Exercise goal |
Give every entry again, exactly as it stands.

Records to process |
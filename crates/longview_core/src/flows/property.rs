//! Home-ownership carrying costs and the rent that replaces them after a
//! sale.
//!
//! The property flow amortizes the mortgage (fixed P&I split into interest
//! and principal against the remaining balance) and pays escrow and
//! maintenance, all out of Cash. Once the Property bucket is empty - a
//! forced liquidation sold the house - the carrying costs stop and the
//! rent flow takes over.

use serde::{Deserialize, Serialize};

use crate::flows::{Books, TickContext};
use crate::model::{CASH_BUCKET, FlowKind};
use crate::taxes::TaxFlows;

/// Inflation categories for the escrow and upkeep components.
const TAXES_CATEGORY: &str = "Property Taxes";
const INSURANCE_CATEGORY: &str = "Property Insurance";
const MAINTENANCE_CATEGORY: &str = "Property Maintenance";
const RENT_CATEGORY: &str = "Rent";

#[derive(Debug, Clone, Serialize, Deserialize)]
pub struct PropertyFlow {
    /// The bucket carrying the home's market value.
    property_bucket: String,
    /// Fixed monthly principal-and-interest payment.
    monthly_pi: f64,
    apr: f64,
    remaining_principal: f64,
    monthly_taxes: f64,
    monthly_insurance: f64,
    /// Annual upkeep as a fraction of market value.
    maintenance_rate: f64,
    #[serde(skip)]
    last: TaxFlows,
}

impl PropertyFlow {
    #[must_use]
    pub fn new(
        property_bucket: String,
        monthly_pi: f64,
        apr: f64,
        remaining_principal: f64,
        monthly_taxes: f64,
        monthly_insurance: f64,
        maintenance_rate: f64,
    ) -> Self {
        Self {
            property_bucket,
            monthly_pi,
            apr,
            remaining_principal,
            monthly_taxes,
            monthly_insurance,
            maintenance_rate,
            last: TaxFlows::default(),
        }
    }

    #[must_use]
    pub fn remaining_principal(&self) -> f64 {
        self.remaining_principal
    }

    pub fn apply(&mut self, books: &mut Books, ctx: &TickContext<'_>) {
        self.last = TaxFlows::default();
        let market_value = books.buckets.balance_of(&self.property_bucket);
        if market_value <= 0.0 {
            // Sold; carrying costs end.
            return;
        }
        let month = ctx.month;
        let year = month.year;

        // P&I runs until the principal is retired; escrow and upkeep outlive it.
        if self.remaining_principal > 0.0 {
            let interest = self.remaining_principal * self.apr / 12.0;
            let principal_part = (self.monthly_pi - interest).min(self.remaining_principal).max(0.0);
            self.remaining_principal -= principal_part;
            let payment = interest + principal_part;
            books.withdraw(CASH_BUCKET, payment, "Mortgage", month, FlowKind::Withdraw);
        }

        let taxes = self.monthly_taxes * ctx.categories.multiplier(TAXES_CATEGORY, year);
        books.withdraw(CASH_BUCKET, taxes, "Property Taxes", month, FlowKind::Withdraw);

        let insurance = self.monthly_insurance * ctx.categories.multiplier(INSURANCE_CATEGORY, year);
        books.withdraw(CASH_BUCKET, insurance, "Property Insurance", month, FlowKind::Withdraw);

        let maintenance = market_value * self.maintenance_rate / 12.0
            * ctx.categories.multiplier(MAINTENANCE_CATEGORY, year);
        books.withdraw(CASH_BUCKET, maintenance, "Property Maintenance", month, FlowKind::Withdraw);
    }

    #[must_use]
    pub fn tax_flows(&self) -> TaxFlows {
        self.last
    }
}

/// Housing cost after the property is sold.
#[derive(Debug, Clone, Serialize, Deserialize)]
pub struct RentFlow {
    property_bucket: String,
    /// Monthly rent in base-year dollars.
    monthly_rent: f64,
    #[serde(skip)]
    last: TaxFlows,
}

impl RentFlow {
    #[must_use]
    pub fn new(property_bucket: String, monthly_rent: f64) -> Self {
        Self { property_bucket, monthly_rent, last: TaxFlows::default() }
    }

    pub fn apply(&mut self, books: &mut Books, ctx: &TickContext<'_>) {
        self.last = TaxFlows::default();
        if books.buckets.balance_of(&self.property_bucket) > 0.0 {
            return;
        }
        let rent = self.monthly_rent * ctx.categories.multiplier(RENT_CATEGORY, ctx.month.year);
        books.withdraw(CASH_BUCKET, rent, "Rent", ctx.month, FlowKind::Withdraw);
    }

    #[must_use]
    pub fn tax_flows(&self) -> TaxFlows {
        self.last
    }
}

Expected answer |
filename crates/longview_core/src/flows/property.rs
//! Home-ownership carrying costs and the rent that replaces them after a
//! sale.
//!
//! The property flow amortizes the mortgage (fixed P&I split into interest
//! and principal against the remaining balance) and pays escrow and
//! maintenance, all out of Cash. Once the Property bucket is empty - a
//! forced liquidation sold the house - the carrying costs stop and the
//! rent flow takes over.

use serde::{Deserialize, Serialize};

use crate::flows::{Books, TickContext};
use crate::model::{CASH_BUCKET, FlowKind};
use crate::taxes::TaxFlows;

/// Inflation categories for the escrow and upkeep components.
const TAXES_CATEGORY: &str = "Property Taxes";
const INSURANCE_CATEGORY: &str = "Property Insurance";
const MAINTENANCE_CATEGORY: &str = "Property Maintenance";
const RENT_CATEGORY: &str = "Rent";

#[derive(Debug, Clone, Serialize, Deserialize)]
pub struct PropertyFlow {
    /// The bucket carrying the home's market value.
    property_bucket: String,
    /// Fixed monthly principal-and-interest payment.
    monthly_pi: f64,
    apr: f64,
    remaining_principal: f64,
    monthly_taxes: f64,
    monthly_insurance: f64,
    /// Annual upkeep as a fraction of market value.
    maintenance_rate: f64,
    #[serde(skip)]
    last: TaxFlows,
}

impl PropertyFlow {
    #[must_use]
    pub fn new(
        property_bucket: String,
        monthly_pi: f64,
        apr: f64,
        remaining_principal: f64,
        monthly_taxes: f64,
        monthly_insurance: f64,
        maintenance_rate: f64,
    ) -> Self {
        Self {
            property_bucket,
            monthly_pi,
            apr,
            remaining_principal,
            monthly_taxes,
            monthly_insurance,
            maintenance_rate,
            last: TaxFlows::default(),
        }
    }

    #[must_use]
    pub fn remaining_principal(&self) -> f64 {
        self.remaining_principal
    }

    pub fn apply(&mut self, books: &mut Books, ctx: &TickContext<'_>) {
        self.last = TaxFlows::default();
        let market_value = books.buckets.balance_of(&self.property_bucket);
        if market_value <= 0.0 {
            // Sold; carrying costs end.
            return;
        }
        let month = ctx.month;
        let year = month.year;

        // P&I runs until the principal is retired; escrow and upkeep outlive it.
        if self.remaining_principal > 0.0 {
            let interest = self.remaining_principal * self.apr / 12.0;
            let principal_part = (self.monthly_pi - interest).min(self.remaining_principal).max(0.0);
            self.remaining_principal -= principal_part;
            let payment = interest + principal_part;
            books.withdraw(CASH_BUCKET, payment, "Mortgage", month, FlowKind::Withdraw);
        }

        let taxes = self.monthly_taxes * ctx.categories.multiplier(TAXES_CATEGORY, year);
        books.withdraw(CASH_BUCKET, taxes, "Property Taxes", month, FlowKind::Withdraw);

        let insurance = self.monthly_insurance * ctx.categories.multiplier(INSURANCE_CATEGORY, year);
        books.withdraw(CASH_BUCKET, insurance, "Property Insurance", month, FlowKind::Withdraw);

        let maintenance = market_value * self.maintenance_rate / 12.0
            * ctx.categories.multiplier(MAINTENANCE_CATEGORY, year);
        books.withdraw(CASH_BUCKET, maintenance, "Property Maintenance", month, FlowKind::Withdraw);
    }

    #[must_use]
    pub fn tax_flows(&self) -> TaxFlows {
        self.last
    }
}

/// Housing cost after the property is sold.
#[derive(Debug, Clone, Serialize, Deserialize)]
pub struct RentFlow {
    property_bucket: String,
    /// Monthly rent in base-year dollars.
    monthly_rent: f64,
    #[serde(skip)]
    last: TaxFlows,
}

impl RentFlow {
    #[must_use]
    pub fn new(property_bucket: String, monthly_rent: f64) -> Self {
        Self { property_bucket, monthly_rent, last: TaxFlows::default() }
    }

    pub fn apply(&mut self, books: &mut Books, ctx: &TickContext<'_>) {
        self.last = TaxFlows::default();
        if books.buckets.balance_of(&self.property_bucket) > 0.0 {
            return;
        }
        let rent = self.monthly_rent * ctx.categories.multiplier(RENT_CATEGORY, ctx.month.year);
        books.withdraw(CASH_BUCKET, rent, "Rent", ctx.month, FlowKind::Withdraw);
    }

    #[must_use]
    pub fn tax_flows(&self) -> TaxFlows {
        self.last
    }
}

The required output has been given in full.